» **Instructions for the task**
Below are the records; locate each line with the word "Duration" and copy it.

··········

//! Remembers which rule produced which sent message, so operators can rate
//! an answer by replying to it.

use super::Response;
use crate::persistence::{Persistence, PersistenceError};
use moka::future::Cache;
use std::time::Duration;
use tracing::info;

const MAX_REMEMBERED_ANSWERS: u64 = 10_000;
const ANSWER_TTL: Duration = Duration::from_secs(7 * 24 * 60 * 60);

/// Recently sent responses keyed by `(chat id, message id)`
pub struct AnswerLog {
    answers: Cache<(i64, i32), Response>,
}

impl Default for AnswerLog {
    fn default() -> Self {
        Self::new()
    }
}

impl AnswerLog {
    /// Creates an empty log
    #[must_use]
    pub fn new() -> Self {
        Self {
            answers: Cache::builder()
                .max_capacity(MAX_REMEMBERED_ANSWERS)
                .time_to_live(ANSWER_TTL)
                .build(),
        }
    }

    /// Remembers that `message_id` in `chat_id` carries `response`
    pub async fn remember(&self, chat_id: i64, message_id: i32, response: Response) {
        self.answers.insert((chat_id, message_id), response).await;
    }

    /// The response sent as `message_id` in `chat_id`, if still remembered
    pub async fn get(&self, chat_id: i64, message_id: i32) -> Option<Response> {
        self.answers.get(&(chat_id, message_id)).await
    }

    /// Stores a rating for the response sent as `message_id`.
    ///
    /// Returns the rated response, or `None` if the message is unknown.
    ///
    /// # Errors
    ///
    /// Returns an error if the rating cannot be stored.
    pub async fn rate(
        &self,
        persistence: &dyn Persistence,
        chat_id: i64,
        message_id: i32,
        is_bad: bool,
    ) -> Result<Option<Response>, PersistenceError> {
        let Some(response) = self.get(chat_id, message_id).await else {
            return Ok(None);
        };
        persistence
            .rate_response(&response.rule_id, &response.trigger, is_bad)
            .await?;
        info!(
            chat_id,
            message_id,
            rule = %response.rule_id,
            is_bad,
            "Response rated"
        );
        Ok(Some(response))
    }
}

#[cfg(test)]
mod tests {
    use super::*;
    use crate::persistence::MockPersistence;
    use mockall::predicate::eq;

    fn why_response() -> Response {
        Response {
            rule_id: "WhyRule".to_string(),
            text: "sex".to_string(),
            trigger: "warum".to_string(),
        }
    }

    #[tokio::test]
    async fn test_rate_stores_rule_and_trigger() {
        let mut persistence = MockPersistence::new();
        persistence
            .expect_rate_response()
            .with(eq("WhyRule"), eq("warum"), eq(true))
            .times(1)
            .returning(|_, _, _| Ok(()));

        let log = AnswerLog::new();
        log.remember(-1, 17, why_response()).await;

        let rated = log
            .rate(&persistence, -1, 17, true)
            .await
            .expect("rating stored");
        assert_eq!(rated, Some(why_response()));
    }

    #[tokio::test]
    async fn test_unknown_message_is_not_rated() {
        let mut persistence = MockPersistence::new();
        persistence.expect_rate_response().never();

        let log = AnswerLog::new();
        log.remember(-1, 17, why_response()).await;

        assert_eq!(log.rate(&persistence, -1, 18, true).await.expect("no error"), None);
        assert_eq!(log.rate(&persistence, -2, 17, true).await.expect("no error"), None);
    }
}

··········

» **Answer box**
use std::time::Duration;
const ANSWER_TTL: Duration = Duration::from_secs(7 * 24 * 60 * 60);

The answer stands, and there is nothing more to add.